Bij het bestreden besluit heeft het college een aantal maatwerkvoorschriften gesteld. Anders dan [appellante] stelt, is het nemen van het bestreden besluit niet aan te merken als de toepassing van een bestuurlijk handhavingsmiddel. Het bestreden besluit behelst evenmin een afwijzing van een verzoek van [appellante] om vaststelling van lagere geluidwaarden. In de voorschriften zijn maatregelen voorgeschreven die de drijver van de inrichting moet nemen om aan de in de voorschriften 1.1.1, 1.1.2 en 1.1.3 van het Besluit gestelde geluidgrenswaarden te voldoen. Het akoestisch rapport is opgesteld overeenkomstig de Handleiding meten en rekenen industrielawaai 1999 (hierna: de Handleiding). Uit het akoestisch rapport blijkt dat aan de in het Besluit opgenomen geluidgrenswaarden kan worden voldaan, indien de in dat rapport beschreven geluidreducerende maatregelen worden genomen.
2.2.3. Het college komt beleidsvrijheid toe bij de beantwoording van de vraag of het gebruik zal maken van de bevoegdheid om maatwerkvoorschriften te stellen en kan daarbij belangen afwegen. Ook als het referentieniveau van het achtergrondgeluid ter plaatse lager is dan de in het Besluit gestelde geluidgrenswaarden, dan brengt die enkele omstandigheid niet met zich dat het college gehouden is om gebruik te maken van de bevoegdheid om lagere grenswaarden te stellen.

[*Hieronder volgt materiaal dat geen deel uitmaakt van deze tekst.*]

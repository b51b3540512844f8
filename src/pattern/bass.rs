//! Bass generator — Euclidean root-note onsets.
//!
//! Pitches here are provisional chord roots; the stem builder refines them
//! into nearest-chord-tone and chromatic-approach lines.

use super::{density_pulses, euclidean, SectionContext};
use crate::stem::Event;

const CHANNEL: u8 = 0;

pub fn generate(ctx: &SectionContext<'_>) -> Vec<Event> {
    let steps = ctx.steps_per_bar();
    let step_beats = ctx.step_beats();
    let pattern = euclidean(density_pulses(ctx.density, 5.0, steps), steps);
    let onsets: Vec<usize> = pattern
        .iter()
        .enumerate()
        .filter_map(|(i, &hit)| hit.then_some(i))
        .collect();

    let mut events = Vec::new();
    for (bar, chord) in ctx.chords.iter().enumerate() {
        let bar_start = bar as f64 * ctx.beats_per_bar();
        // Provisional placement: root in the octave around E1-E2.
        let pitch = 28 + chord.root;
        for (k, &step) in onsets.iter().enumerate() {
            // Sustain to the next onset, capped at a half bar.
            let next = onsets
                .get(k + 1)
                .copied()
                .unwrap_or(steps);
            let dur = ((next - step) as f64 * step_beats).min(ctx.beats_per_bar() / 2.0);
            events.push(Event {
                start: bar_start + step as f64 * step_beats,
                dur,
                pitch,
                velocity: 92,
                channel: CHANNEL,
            });
        }
    }
    events
}
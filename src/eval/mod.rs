//! Evaluation metrics — musical and signal-level measurements of a
//! finished render.

pub mod loudness;

pub use loudness::{measure, LoudnessStats};

use std::collections::BTreeMap;

use crate::error::Result;
use crate::song::SongSpec;
use crate::stem::{Instrument, Stems};
use crate::theory::{generate_satb, parse_progression};

/// The full evaluation report.
#[derive(Debug, Clone, PartialEq)]
pub struct EvalReport {
    /// Fraction of bass/keys/pads notes whose pitch class belongs to the
    /// chord sounding at their bar.
    pub chord_tone_coverage: f64,
    /// Mean absolute semitone movement across the SATB lines.
    pub voice_leading_smoothness: f64,
    /// Inter-onset-interval variance per instrument, seconds².
    pub rhythmic_stability: BTreeMap<Instrument, f64>,
    /// Fraction of cadence bars busier than the non-cadence average.
    pub cadence_fill_rate: f64,
    /// Per-section agreement between actual and requested density, [0, 1].
    pub density_alignment: BTreeMap<String, f64>,
    /// Peak/RMS/LUFS of the mixed master.
    pub loudness: LoudnessStats,
}

/// Evaluate a song against its stems and mixed master.
pub fn evaluate(
    spec: &SongSpec,
    stems: &Stems,
    master: &[f32],
    sample_rate: u32,
) -> Result<EvalReport> {
    let bar_secs = spec.seconds_per_bar()?;
    let chords = parse_progression(&spec.harmony_timeline())?;
    let satb = generate_satb(&chords);

    // Chord-tone coverage over the pitched instruments.
    let mut hits = 0usize;
    let mut total = 0usize;
    for instrument in [Instrument::Bass, Instrument::Keys, Instrument::Pads] {
        let Some(notes) = stems.get(&instrument) else {
            continue;
        };
        for note in notes {
            let bar = ((note.start / bar_secs) as usize).min(chords.len().saturating_sub(1));
            total += 1;
            if chords[bar].contains_pitch(note.pitch) {
                hits += 1;
            }
        }
    }
    let chord_tone_coverage = if total == 0 {
        0.0
    } else {
        hits as f64 / total as f64
    };

    // IOI variance per instrument.
    let mut rhythmic_stability = BTreeMap::new();
    for (&instrument, notes) in stems {
        let onsets: Vec<f64> = notes.iter().map(|n| n.start).collect();
        let iois: Vec<f64> = onsets.windows(2).map(|w| w[1] - w[0]).collect();
        let variance = if iois.len() < 2 {
            0.0
        } else {
            let mean = iois.iter().sum::<f64>() / iois.len() as f64;
            iois.iter().map(|x| (x - mean).powi(2)).sum::<f64>() / iois.len() as f64
        };
        rhythmic_stability.insert(instrument, variance);
    }

    // Cadence fill rate: cadence bars busier than the non-cadence average.
    let total_bars = spec.total_bars();
    let mut bar_counts = vec![0usize; total_bars as usize];
    for notes in stems.values() {
        for note in notes {
            let bar = ((note.start / bar_secs) as usize).min(bar_counts.len() - 1);
            bar_counts[bar] += 1;
        }
    }
    let cadence_bars: Vec<usize> = spec.cadences.iter().map(|c| c.bar as usize).collect();
    let plain: Vec<usize> = (0..bar_counts.len())
        .filter(|b| !cadence_bars.contains(b))
        .map(|b| bar_counts[b])
        .collect();
    let cadence_fill_rate = if cadence_bars.is_empty() || plain.is_empty() {
        0.0
    } else {
        let avg = plain.iter().sum::<usize>() as f64 / plain.len() as f64;
        let busy = cadence_bars
            .iter()
            .filter(|&&b| b < bar_counts.len() && bar_counts[b] as f64 > avg)
            .count();
        busy as f64 / cadence_bars.len() as f64
    };

    // Density alignment: normalized actual onsets per bar vs the requested
    // curve, per section.
    let mut actual: BTreeMap<String, f64> = BTreeMap::new();
    let mut start_bar = 0u32;
    for section in &spec.sections {
        let from = start_bar as usize;
        let to = (start_bar + section.length_bars) as usize;
        let count: usize = bar_counts[from..to].iter().sum();
        let per_bar = count as f64 / section.length_bars as f64;
        // Later occurrences of a looped section accumulate into one entry.
        let entry = actual.entry(section.name.clone()).or_insert(0.0);
        *entry = entry.max(per_bar);
        start_bar += section.length_bars;
    }
    let max_actual = actual.values().fold(0.0f64, |m, &v| m.max(v)).max(1e-9);
    let max_expected = spec
        .sections
        .iter()
        .map(|s| spec.density_for(&s.name))
        .fold(0.0f64, f64::max)
        .max(1e-9);
    let density_alignment: BTreeMap<String, f64> = actual
        .into_iter()
        .map(|(name, per_bar)| {
            let expected = spec.density_for(&name) / max_expected;
            let normalized = per_bar / max_actual;
            (name, 1.0 - (normalized - expected).abs())
        })
        .collect();

    Ok(EvalReport {
        chord_tone_coverage,
        voice_leading_smoothness: satb.smoothness(),
        rhythmic_stability,
        cadence_fill_rate,
        density_alignment,
        loudness: measure(master, sample_rate),
    })
}

#[cfg(test)]
mod tests {
    use super::*;
    use crate::song::tests::two_bar_spec;
    use crate::song::{Cadence, CadenceKind, StyleConfig};
    use crate::stem::build_stems_for_song;

    fn report_for(spec: &SongSpec, stems: &Stems) -> EvalReport {
        evaluate(spec, stems, &[], 44100).unwrap()
    }

    #[test]
    fn coverage_is_high_for_generated_material() {
        let spec = two_bar_spec();
        let stems = build_stems_for_song(&spec, 42).unwrap();
        let report = report_for(&spec, &stems);
        // Bass/pads are chord tones by construction; keys stabs may add
        // tensions, so coverage is high but not necessarily 1.0.
        assert!(
            report.chord_tone_coverage > 0.7,
            "coverage {}",
            report.chord_tone_coverage
        );
    }

    #[test]
    fn smoothness_matches_voicing_layer() {
        let spec = two_bar_spec();
        let stems = build_stems_for_song(&spec, 42).unwrap();
        let report = report_for(&spec, &stems);
        assert!(report.voice_leading_smoothness < 4.0);
    }

    #[test]
    fn stability_reported_per_instrument() {
        let spec = two_bar_spec();
        let stems = build_stems_for_song(&spec, 42).unwrap();
        let report = report_for(&spec, &stems);
        assert_eq!(report.rhythmic_stability.len(), stems.len());
        for (&instrument, &variance) in &report.rhythmic_stability {
            assert!(variance >= 0.0, "{instrument}: {variance}");
        }
    }

    #[test]
    fn cadence_fill_rate_sees_arranged_fills() {
        let mut spec = two_bar_spec();
        spec.cadences.push(Cadence {
            bar: 0,
            kind: CadenceKind::Full,
        });
        let stems = build_stems_for_song(&spec, 42).unwrap();
        let stems =
            crate::arrange::arrange(&mut spec, stems, &StyleConfig::default(), 42).unwrap();
        let report = report_for(&spec, &stems);
        assert!(report.cadence_fill_rate > 0.0);
    }

    #[test]
    fn density_alignment_in_unit_range() {
        let mut spec = two_bar_spec();
        spec.density.insert("A".into(), 0.8);
        let stems = build_stems_for_song(&spec, 42).unwrap();
        let report = report_for(&spec, &stems);
        for (name, alignment) in &report.density_alignment {
            assert!(
                (0.0..=1.0).contains(alignment),
                "{name}: {alignment}"
            );
        }
    }

    #[test]
    fn empty_master_reports_silent_loudness() {
        let spec = two_bar_spec();
        let stems = build_stems_for_song(&spec, 42).unwrap();
        let report = report_for(&spec, &stems);
        assert_eq!(report.loudness.lufs, None);
    }
}
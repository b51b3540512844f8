//! Standard MIDI File interchange — format 1 export with tempo and time
//! signature meta events, and import back into stems.

use std::collections::HashMap;

use midly::{
    num::{u15, u24, u28, u4, u7},
    Format, Header, MetaMessage, MidiMessage, Smf, Timing, Track, TrackEvent, TrackEventKind,
};

use crate::error::{Error, Result};
use crate::song::SongSpec;
use crate::stem::{sort_notes, Instrument, Note, Stems};

/// Export tick resolution.
const TICKS_PER_BEAT: u32 = 960;

/// A song reconstructed from a Standard MIDI File.
#[derive(Debug, Clone, PartialEq)]
pub struct ImportedSong {
    pub tempo_bpm: f64,
    /// (numerator, denominator).
    pub meter: (u8, u8),
    pub stems: Stems,
}

/// Serialize stems as a format-1 SMF: track 0 carries tempo and time
/// signature, then one track per instrument.
pub fn export_smf(spec: &SongSpec, stems: &Stems) -> Result<Vec<u8>> {
    let meter = spec.parsed_meter()?;
    let spb = spec.seconds_per_beat();
    let to_tick = |secs: f64| (secs / spb * TICKS_PER_BEAT as f64).round() as u64;

    let mut smf = Smf::new(Header::new(
        Format::Parallel,
        Timing::Metrical(u15::new(TICKS_PER_BEAT as u16)),
    ));

    let tempo_us = (60_000_000.0 / spec.tempo_bpm).round() as u32;
    let denominator_log2 = (meter.denominator as f64).log2().round() as u8;
    let mut conductor: Track = Vec::new();
    conductor.push(TrackEvent {
        delta: u28::new(0),
        kind: TrackEventKind::Meta(MetaMessage::Tempo(u24::new(tempo_us))),
    });
    conductor.push(TrackEvent {
        delta: u28::new(0),
        kind: TrackEventKind::Meta(MetaMessage::TimeSignature(
            meter.numerator as u8,
            denominator_log2,
            24,
            8,
        )),
    });
    conductor.push(TrackEvent {
        delta: u28::new(0),
        kind: TrackEventKind::Meta(MetaMessage::EndOfTrack),
    });
    smf.tracks.push(conductor);

    for (&instrument, notes) in stems {
        // (tick, is_on, pitch, velocity); offs sort before ons at one tick.
        let mut moments: Vec<(u64, bool, u8, u8)> = Vec::with_capacity(notes.len() * 2);
        for note in notes {
            let on = to_tick(note.start);
            let off = to_tick(note.end()).max(on + 1);
            moments.push((on, true, note.pitch, note.vel));
            moments.push((off, false, note.pitch, 0));
        }
        moments.sort_by_key(|&(tick, is_on, pitch, _)| (tick, is_on, pitch));

        let channel = u4::new(instrument.channel());
        let mut track: Track = Vec::new();
        let mut cursor = 0u64;
        for (tick, is_on, pitch, vel) in moments {
            let delta = u28::new((tick - cursor) as u32);
            cursor = tick;
            let message = if is_on {
                MidiMessage::NoteOn {
                    key: u7::new(pitch),
                    vel: u7::new(vel),
                }
            } else {
                MidiMessage::NoteOff {
                    key: u7::new(pitch),
                    vel: u7::new(0),
                }
            };
            track.push(TrackEvent {
                delta,
                kind: TrackEventKind::Midi { channel, message },
            });
        }
        track.push(TrackEvent {
            delta: u28::new(0),
            kind: TrackEventKind::Meta(MetaMessage::EndOfTrack),
        });
        smf.tracks.push(track);
    }

    let mut bytes = Vec::new();
    smf.write_std(&mut bytes)?;
    Ok(bytes)
}

/// Parse an SMF back into tempo, meter, and per-instrument stems. Channels
/// outside the engine's instrument mapping are ignored.
pub fn import_smf(bytes: &[u8]) -> Result<ImportedSong> {
    let smf = Smf::parse(bytes)?;
    let ticks_per_beat = match smf.header.timing {
        Timing::Metrical(t) => t.as_int() as f64,
        Timing::Timecode(..) => {
            return Err(Error::MidiImport("SMPTE timing is not supported".into()))
        }
    };

    let mut tempo_bpm = 120.0;
    let mut meter = (4u8, 4u8);
    let mut found_tempo = false;
    let mut found_meter = false;

    let mut stems = Stems::new();
    for track in &smf.tracks {
        let mut tick = 0u64;
        // FIFO of open notes per (channel, key), for overlapping repeats.
        let mut open: HashMap<(u8, u8), Vec<(u64, u8)>> = HashMap::new();

        for event in track {
            tick += u64::from(event.delta.as_int());
            match &event.kind {
                TrackEventKind::Meta(MetaMessage::Tempo(us)) if !found_tempo => {
                    tempo_bpm = 60_000_000.0 / us.as_int() as f64;
                    found_tempo = true;
                }
                TrackEventKind::Meta(MetaMessage::TimeSignature(n, d_log2, _, _))
                    if !found_meter =>
                {
                    meter = (*n, 1u8 << d_log2);
                    found_meter = true;
                }
                TrackEventKind::Midi { channel, message } => {
                    let ch = channel.as_int();
                    match message {
                        MidiMessage::NoteOn { key, vel } if vel.as_int() > 0 => {
                            open.entry((ch, key.as_int()))
                                .or_default()
                                .push((tick, vel.as_int()));
                        }
                        MidiMessage::NoteOn { key, .. } | MidiMessage::NoteOff { key, .. } => {
                            let Some(instrument) = Instrument::from_channel(ch) else {
                                continue;
                            };
                            let Some((on_tick, vel)) = open
                                .get_mut(&(ch, key.as_int()))
                                .and_then(|stack| {
                                    (!stack.is_empty()).then(|| stack.remove(0))
                                })
                            else {
                                continue;
                            };
                            let spb = 60.0 / tempo_bpm;
                            let start = on_tick as f64 / ticks_per_beat * spb;
                            let end = tick as f64 / ticks_per_beat * spb;
                            stems.entry(instrument).or_default().push(Note {
                                start,
                                dur: (end - start).max(0.0),
                                pitch: key.as_int(),
                                vel,
                                channel: ch,
                            });
                        }
                        _ => {}
                    }
                }
                _ => {}
            }
        }
    }

    for notes in stems.values_mut() {
        sort_notes(notes);
    }
    if stems.is_empty() {
        return Err(Error::MidiImport("file contains no note events".into()));
    }
    Ok(ImportedSong {
        tempo_bpm,
        meter,
        stems,
    })
}
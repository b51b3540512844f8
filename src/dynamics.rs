//! Dynamics — section velocity curves, per-instrument velocity jitter, and
//! drum articulation (halved durations, ghost snares).

use rand::Rng;

use crate::error::Result;
use crate::pattern::drums::SNARE;
use crate::rng;
use crate::song::SongSpec;
use crate::stem::{sort_notes, Instrument, Note, Stems};

/// Seconds a ghost snare precedes the hit it shadows.
const GHOST_LEAD_SECS: f64 = 0.05;
const GHOST_PROBABILITY: f64 = 0.35;

/// Velocity offset in dB for the section containing a bar, keyed by name.
fn section_offset_db(spec: &SongSpec, bar: u32) -> f64 {
    let Some((section, _)) = spec.section_at_bar(bar) else {
        return 0.0;
    };
    let name = section.name.to_lowercase();
    if name.contains("chorus") {
        3.0
    } else if name.contains("verse") {
        -6.0
    } else if name.contains("bridge") {
        -3.0
    } else if name.contains("intro") || name.contains("outro") {
        -4.0
    } else {
        0.0
    }
}

/// Apply the section velocity curve and per-instrument jitter; shorten drum
/// hits and probabilistically shadow snares with ghost notes.
pub fn apply_dynamics(spec: &SongSpec, stems: Stems, seed: u64) -> Result<Stems> {
    let bar_secs = spec.seconds_per_bar()?;
    let last_bar = spec.total_bars().saturating_sub(1);

    let mut out = Stems::new();
    for (instrument, notes) in stems {
        let mut jitter = rng::stream(seed, &["dynamics", instrument.name()]);
        let mut shaped = Vec::with_capacity(notes.len());
        let mut ghosts = Vec::new();

        for mut note in notes {
            let bar = ((note.start / bar_secs) as u32).min(last_bar);
            let mult = 10f64.powf(section_offset_db(spec, bar) / 20.0);
            let wobble = jitter.gen_range(-4i32..=4);
            note.vel =
                ((note.vel as f64 * mult).round() as i32 + wobble).clamp(1, 127) as u8;

            if instrument == Instrument::Drums {
                note.dur *= 0.5;
                if note.pitch == SNARE && jitter.gen_bool(GHOST_PROBABILITY) {
                    ghosts.push(Note {
                        start: (note.start - GHOST_LEAD_SECS).max(0.0),
                        dur: note.dur,
                        pitch: SNARE,
                        vel: (note.vel / 3).max(1),
                        channel: note.channel,
                    });
                }
            }
            shaped.push(note);
        }

        shaped.extend(ghosts);
        sort_notes(&mut shaped);
        out.insert(instrument, shaped);
    }
    Ok(out)
}
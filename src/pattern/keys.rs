//! Keys generator — block chords with light probabilistic embellishment.
//!
//! Block chords land on bar starts using the bar's upper SATB voices.
//! Embellishments are short off-beat events; the stem builder later turns
//! bar-start events into stabs or arpeggios and refines embellishment
//! pitches against the tension policy.

use rand::Rng;

use super::SectionContext;
use crate::rng;
use crate::stem::{Event, Instrument};

const CHANNEL: u8 = 1;

pub fn generate(ctx: &SectionContext<'_>) -> Vec<Event> {
    let mut rng = rng::stream(
        ctx.spec.seed,
        &[ctx.section.name.as_str(), Instrument::Keys.name()],
    );
    let beats_per_bar = ctx.beats_per_bar();
    let step_beats = ctx.step_beats();
    let steps = ctx.steps_per_bar();
    let mut events = Vec::new();

    for bar in 0..ctx.section.length_bars {
        let bar_start = bar as f64 * beats_per_bar;
        let global_bar = (ctx.start_bar + bar) as usize;
        let [soprano, alto, tenor, _bass] = ctx.satb.top_down(global_bar);

        // Block chord: upper three voices, half-bar sustain.
        for pitch in [tenor, alto, soprano] {
            events.push(Event {
                start: bar_start,
                dur: beats_per_bar / 2.0,
                pitch,
                velocity: 84,
                channel: CHANNEL,
            });
        }

        // Light embellishment: an off-beat eighth, more likely when dense.
        if rng.gen_bool((ctx.density * 0.5).clamp(0.0, 1.0)) {
            let step = (2 * rng.gen_range(steps / 4..steps / 2) + 1).min(steps - 1);
            events.push(Event {
                start: bar_start + step as f64 * step_beats,
                dur: step_beats,
                pitch: soprano,
                velocity: 72,
                channel: CHANNEL,
            });
        }
    }
    events
}
//! Loudness measurement: sample peak, RMS, and a simplified K-weighted
//! gated LUFS (two-stage pre-filter, 400 ms windows at a 100 ms hop, −70
//! LUFS absolute gate).

use crate::mix::Biquad;

/// Loudness statistics over an interleaved stereo buffer.
#[derive(Debug, Clone, PartialEq)]
pub struct LoudnessStats {
    /// Sample peak in dBFS.
    pub peak_dbfs: f64,
    /// Full-buffer RMS in dBFS.
    pub rms_dbfs: f64,
    /// Gated integrated loudness; `None` when every block gates out.
    pub lufs: Option<f64>,
}

const ABSOLUTE_GATE_LUFS: f64 = -70.0;
const BLOCK_SECS: f64 = 0.4;
const HOP_SECS: f64 = 0.1;

/// K-weighting: a +4 dB high shelf near 1.68 kHz followed by a high-pass
/// near 38 Hz, per channel.
fn k_weight(channel: &[f32], sample_rate: u32) -> Vec<f32> {
    let mut shelf = Biquad::high_shelf(sample_rate, 1681.97, 4.0, 0.707);
    let mut highpass = Biquad::high_pass(sample_rate, 38.13, 0.5);
    channel
        .iter()
        .map(|&s| highpass.process(shelf.process(s)))
        .collect()
}

/// Measure an interleaved stereo buffer.
pub fn measure(stereo: &[f32], sample_rate: u32) -> LoudnessStats {
    let frames = stereo.len() / 2;
    if frames == 0 {
        return LoudnessStats {
            peak_dbfs: f64::NEG_INFINITY,
            rms_dbfs: f64::NEG_INFINITY,
            lufs: None,
        };
    }

    let peak = stereo.iter().fold(0.0f64, |m, &s| m.max(s.abs() as f64));
    let sum_sq: f64 = stereo.iter().map(|&s| (s as f64) * (s as f64)).sum();
    let rms = (sum_sq / stereo.len() as f64).sqrt();

    let left: Vec<f32> = stereo.iter().step_by(2).copied().collect();
    let right: Vec<f32> = stereo.iter().skip(1).step_by(2).copied().collect();
    let wl = k_weight(&left, sample_rate);
    let wr = k_weight(&right, sample_rate);

    let block = (BLOCK_SECS * sample_rate as f64) as usize;
    let hop = (HOP_SECS * sample_rate as f64) as usize;
    let mut gated_power = Vec::new();
    let mut start = 0usize;
    while start + block <= frames {
        let mut acc = 0.0f64;
        for i in start..start + block {
            acc += (wl[i] as f64).powi(2) + (wr[i] as f64).powi(2);
        }
        let mean_square = acc / block as f64;
        let block_lufs = -0.691 + 10.0 * mean_square.max(1e-12).log10();
        if block_lufs > ABSOLUTE_GATE_LUFS {
            gated_power.push(mean_square);
        }
        start += hop;
    }

    let lufs = if gated_power.is_empty() {
        None
    } else {
        let mean: f64 = gated_power.iter().sum::<f64>() / gated_power.len() as f64;
        Some(-0.691 + 10.0 * mean.log10())
    };

    LoudnessStats {
        peak_dbfs: 20.0 * peak.max(1e-10).log10(),
        rms_dbfs: 20.0 * rms.max(1e-10).log10(),
        lufs,
    }
}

Het college stelt zich op het standpunt dat de in het Besluit opgenomen geluidgrenswaarden toereikend zijn om onaanvaardbare geluidhinder te voorkomen. Anders dan [appellante] stelt heeft de gemeenteraad geen gemeentelijk geluidbeleid vastgesteld, zodat haar stelling dat lagere waarden hadden moeten worden vastgesteld in verband met het gemeentelijk geluidbeleid feitelijk onjuist is.
2.2.4. Ten aanzien van de stelling van [appellante] dat in het geluidrapport ten onrechte uitsluitend de geluidbelasting van de vast opgestelde installaties en toestellen is betrokken, overweegt de Afdeling dat uit de voorschriften 1.1.1 en 1.1.3 van de bijlage bij het Besluit blijkt dat de waarden van het langtijdgemiddeld beoordelingsniveau en het piekniveau gelden ten aanzien van vast opgestelde installaties en toestellen. Er is in zoverre dan ook geen aanleiding voor het oordeel dat het geluidrapport geen representatief beeld geeft van de geluidbelasting vanwege de inrichting.
2.2.5. De geluidemissie vanwege laad- en losactiviteiten en transportbewegingen in de dagperiode is in overeenstemming met voorschrift 1.1.3 niet meegenomen bij de berekening van de geluidbelasting van de inrichting. In het akoestisch rapport is ervan uitgegaan dat in de periode tussen 19.00 uur en 6.00 uur maximaal eenmaal een laad- en losactiviteit dan wel een transportbeweging mag plaatsvinden. Indien in deze periode vaker laad- en losactiviteiten of transportbewegingen plaatsvinden en de grenswaarden uit het Besluit hierdoor worden overschreden, kan het college worden verzocht handhavend op te treden. [appellante] heeft niet aannemelijk gemaakt dat bij het bepalen van de meetpunten van de gevels van de dichtstbijzijnde bebouwing is afgeweken van de Handleiding. De enkele stelling dat de geluidbelasting van de inrichting gedeeltelijk een tonaal karakter heeft, kan evenmin leiden tot het oordeel dat het akoestisch rapport niet representatief is voor de door de inrichting veroorzaakte geluidbelasting.
2.3. Het beroep is ongegrond.
2.4. Voor een proceskostenveroordeling bestaat geen aanleiding.
De Afdeling bestuursrechtspraak van de Raad van State
Recht doende in naam der Koningin:
verklaart het beroep ongegrond.
Aldus vastgesteld door mr. W.D.M. van Diepenbeek, lid van de enkelvoudige kamer, in tegenwoordigheid van mr. J. Fransen, ambtenaar van staat.